DENSITY-DEPENDENT SEDIMENT DYNAMICS NEAR A PATCH OF CYLINDERS

Marsh grasses and other flora in fluvial systems have historically been thought to exacerbate flooding and impede shipping navigation. However, native vegetation is now known for helping restore and maintain the health of streams and rivers by stabilizing the streambed and providing refuge for native fauna. Investigations on the effects of varied packing densities of live plants have been performed to clarify how vegetation influences flow dynamics. Little work has been done concerning whether varying the packing density of artificial plant stems has a significant effect on streambed and scour development.

The purpose of this project was to visualize and quantify sediment transport and the accompanying streambed changes in and around a patch (or cluster) of stiff plant mimics, specifically hollow plastic rods (i.e. tubes) in place of live plant stems. While not identical to live plant stems, this substitution is necessary to capture the effects of plant stem density on erosion patterns without the complexities of using live vegetation. This research tests the hypothesis that in sufficiently dense patches, the cluster of individual shoots will act together as one cylinder. In sufficiently sparse patches, the erosion pattern reflects several independent cylinders.

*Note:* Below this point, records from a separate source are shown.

//! Operation registry
//!
//! Classifies each RPC by name. Routing depends only on this tag, never
//! on the request payload.

use crate::common::{Error, Result};
use std::collections::HashMap;

#[derive(Debug, Clone, Copy, PartialEq, Eq)]
pub enum RpcType {
    /// Read-only; routes to a single up-to-date replica
    Accessor,
    /// State-changing; routes to the primary and up-to-date secondaries
    /// under the vote protocol
    Mutator,
    /// Housekeeping; does not move generations
    Maintenance,
    /// Creates the repository on a fresh replica set
    RepositoryCreation,
    /// Removes the repository everywhere
    RepositoryDeletion,
    /// Changes the client-visible path
    RepositoryRename,
}

pub struct OperationRegistry {
    operations: HashMap<&'static str, RpcType>,
}

impl Default for OperationRegistry {
    fn default() -> Self {
        let mut operations = HashMap::new();

        for op in [
            "find_commit",
            "get_blob",
            "get_tree_entries",
            "find_refs",
            "upload_pack",
            "calculate_checksum",
            "repository_exists",
        ] {
            operations.insert(op, RpcType::Accessor);
        }
        for op in [
            "receive_pack",
            "update_references",
            "write_ref",
            "apply_patch",
            "merge_branch",
            "squash",
        ] {
            operations.insert(op, RpcType::Mutator);
        }
        for op in ["gc", "repack", "pack_refs", "prune"] {
            operations.insert(op, RpcType::Maintenance);
        }
        operations.insert("create_repository", RpcType::RepositoryCreation);
        operations.insert("remove_repository", RpcType::RepositoryDeletion);
        operations.insert("rename_repository", RpcType::RepositoryRename);

        Self { operations }
    }
}

impl OperationRegistry {
    pub fn classify(&self, operation: &str) -> Result<RpcType> {
        self.operations
            .get(operation)
            .copied()
            .ok_or_else(|| Error::InvalidArgument(format!("unknown operation: {}", operation)))
    }
}

#[cfg(test)]
mod tests {
    use super::*;

    #[test]
    fn test_classify() {
        let registry = OperationRegistry::default();
        assert_eq!(registry.classify("find_commit").unwrap(), RpcType::Accessor);
        assert_eq!(registry.classify("write_ref").unwrap(), RpcType::Mutator);
        assert_eq!(registry.classify("gc").unwrap(), RpcType::Maintenance);
        assert_eq!(
            registry.classify("create_repository").unwrap(),
            RpcType::RepositoryCreation
        );
        assert!(registry.classify("no_such_operation").is_err());
    }
}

Based on the six trials completed, the preliminary results agreed with the hypothesis. Net erosion occurred in all three densities and two orientations of the circular base. As density increased, the patch of individual cylinders increasingly acted like a single large cylinder. However, the intermediate density (1106 stems m^-2) produced irregular depositional patterns downstream of the patch. When the base was rotated 22.5° and a sufficient flow blockage was achieved, the amount of sediment eroded was the same for all higher packing densities.

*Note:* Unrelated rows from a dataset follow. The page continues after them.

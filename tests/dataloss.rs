//! Operator dataloss report, end to end against the placement store.

mod common;

use common::Cluster;
use helmsman::ops::dataloss;
use helmsman::store::CreateRepository;

/// Mirror of the canonical operator scenario: two repositories, one
/// fully out of reach, one merely degraded, with an unassigned in-sync
/// replica on an unhealthy storage.
fn seed(cluster: &Cluster) {
    // repo-1: primary storage-1 at generation 1; storage-2 (assigned,
    // unhealthy) and storage-3 (unassigned) one change behind.
    let repo_1 = cluster.store.reserve_repository_id("vs1", "repository-1").unwrap();
    cluster
        .store
        .create_repository(CreateRepository {
            repository_id: repo_1,
            virtual_storage: "vs1".into(),
            relative_path: "repository-1".into(),
            replica_path: helmsman::common::derive_replica_path(repo_1),
            primary: Some("storage-1".into()),
            updated_secondaries: vec!["storage-2".into(), "storage-3".into()],
            outdated_secondaries: vec![],
            store_assignments: false,
            force: false,
        })
        .unwrap();
    cluster
        .store
        .set_assignments(repo_1, &["storage-1".into(), "storage-2".into()])
        .unwrap();
    cluster.store.set_generation(repo_1, "storage-1", 1).unwrap();

    // repo-2: primary storage-3; the only in-sync replica sits on the
    // unhealthy, unassigned storage-2; assigned storage-1 never got a
    // replica at all.
    let repo_2 = cluster.store.reserve_repository_id("vs1", "repository-2").unwrap();
    cluster
        .store
        .create_repository(CreateRepository {
            repository_id: repo_2,
            virtual_storage: "vs1".into(),
            relative_path: "repository-2".into(),
            replica_path: helmsman::common::derive_replica_path(repo_2),
            primary: Some("storage-3".into()),
            updated_secondaries: vec![],
            outdated_secondaries: vec![],
            store_assignments: false,
            force: false,
        })
        .unwrap();
    cluster
        .store
        .set_assignments(repo_2, &["storage-1".into(), "storage-3".into()])
        .unwrap();
    cluster.store.set_generation(repo_2, "storage-2", 1).unwrap();

    cluster.set_down("storage-2");
    cluster.sync_health();
}

#[tokio::test]
async fn test_dataloss_unavailable_only() {
    let cluster = Cluster::new(&["storage-1", "storage-2", "storage-3"]);
    seed(&cluster);

    let healthy = cluster.router.health.healthy_storages("vs1").unwrap();
    let report = dataloss::gather(&cluster.store, "vs1", &healthy, false).unwrap();

    assert_eq!(
        dataloss::render(&[report]),
        "Virtual storage: vs1\n\
         \x20 Repositories:\n\
         \x20   repository-2 (unavailable):\n\
         \x20     Primary: storage-3\n\
         \x20     In-Sync Storages:\n\
         \x20       storage-2, unhealthy\n\
         \x20     Outdated Storages:\n\
         \x20       storage-1 is behind by 2 changes or less, assigned host\n\
         \x20       storage-3 is behind by 1 change or less, assigned host\n"
    );
}

#[tokio::test]
async fn test_dataloss_partially_unavailable() {
    let cluster = Cluster::new(&["storage-1", "storage-2", "storage-3"]);
    seed(&cluster);

    let healthy = cluster.router.health.healthy_storages("vs1").unwrap();
    let report = dataloss::gather(&cluster.store, "vs1", &healthy, true).unwrap();

    assert_eq!(
        dataloss::render(&[report]),
        "Virtual storage: vs1\n\
         \x20 Repositories:\n\
         \x20   repository-1:\n\
         \x20     Primary: storage-1\n\
         \x20     In-Sync Storages:\n\
         \x20       storage-1, assigned host\n\
         \x20     Outdated Storages:\n\
         \x20       storage-2 is behind by 1 change or less, assigned host, unhealthy\n\
         \x20       storage-3 is behind by 1 change or less\n\
         \x20   repository-2 (unavailable):\n\
         \x20     Primary: storage-3\n\
         \x20     In-Sync Storages:\n\
         \x20       storage-2, unhealthy\n\
         \x20     Outdated Storages:\n\
         \x20       storage-1 is behind by 2 changes or less, assigned host\n\
         \x20       storage-3 is behind by 1 change or less, assigned host\n"
    );
}

/// A repository whose primary was demoted and never re-elected renders
/// the no-primary marker.
#[tokio::test]
async fn test_dataloss_without_primary() {
    let cluster = Cluster::new(&["storage-1", "storage-2"]);
    let repo = cluster.create_repo("repository-1", "storage-1", &[], &["storage-2"]);
    cluster
        .store
        .set_primary(repo, Some("storage-1"), None)
        .unwrap();
    cluster.set_down("storage-1");
    cluster.sync_health();

    let healthy = cluster.router.health.healthy_storages("vs1").unwrap();
    let report = dataloss::gather(&cluster.store, "vs1", &healthy, false).unwrap();

    assert_eq!(
        dataloss::render(&[report]),
        "Virtual storage: vs1\n\
         \x20 Repositories:\n\
         \x20   repository-1 (unavailable):\n\
         \x20     Primary: No valid primary\n\
         \x20     In-Sync Storages:\n\
         \x20       storage-1, assigned host, unhealthy\n\
         \x20     Outdated Storages:\n\
         \x20       storage-2 is behind by 1 change or less, assigned host\n"
    );
}

#[tokio::test]
async fn test_dataloss_all_available() {
    let cluster = Cluster::new(&["storage-1", "storage-2"]);
    let repo = cluster.create_repo("repository-1", "storage-1", &["storage-2"], &[]);
    cluster.sync_health();

    let healthy = cluster.router.health.healthy_storages("vs1").unwrap();
    let unavailable = dataloss::gather(&cluster.store, "vs1", &healthy, false).unwrap();
    assert_eq!(
        dataloss::render(&[unavailable]),
        "Virtual storage: vs1\n  All repositories are available!\n"
    );

    let partially = dataloss::gather(&cluster.store, "vs1", &healthy, true).unwrap();
    assert_eq!(
        dataloss::render(&[partially]),
        "Virtual storage: vs1\n  All repositories are fully available on all assigned storages!\n"
    );
    let _ = repo;
}

/// The dataloss view and the dispatcher agree on availability: a
/// repository the report calls unavailable rejects every mutator with
/// Unavailable.
#[tokio::test]
async fn test_availability_matches_dispatcher() {
    let cluster = Cluster::new(&["storage-1", "storage-2", "storage-3"]);
    seed(&cluster);

    let healthy = cluster.router.health.healthy_storages("vs1").unwrap();
    let report = dataloss::gather(&cluster.store, "vs1", &healthy, false).unwrap();
    assert_eq!(report.repositories.len(), 1);
    assert_eq!(report.repositories[0].relative_path, "repository-2");

    let err = cluster
        .dispatch("write_ref", "repository-2", b"refs/heads/main")
        .await
        .unwrap_err();
    assert!(matches!(err, helmsman::Error::Unavailable(_)));

    // The degraded-but-available repository still accepts mutators
    cluster
        .dispatch("write_ref", "repository-1", b"refs/heads/main")
        .await
        .unwrap();
}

The pursuit of this limited research project has been relatively effective at isolating the effects of packing density on local sediment dynamics. To fully understand the applicability of this study’s results for natural plant patches, a helpful future project would consider how the scour patterns depended on properties such as rigidity specific to PEX tubes. Perhaps other factors (e.g. cross section geometry) play more significant roles in controlling changes to the sediment around a structure.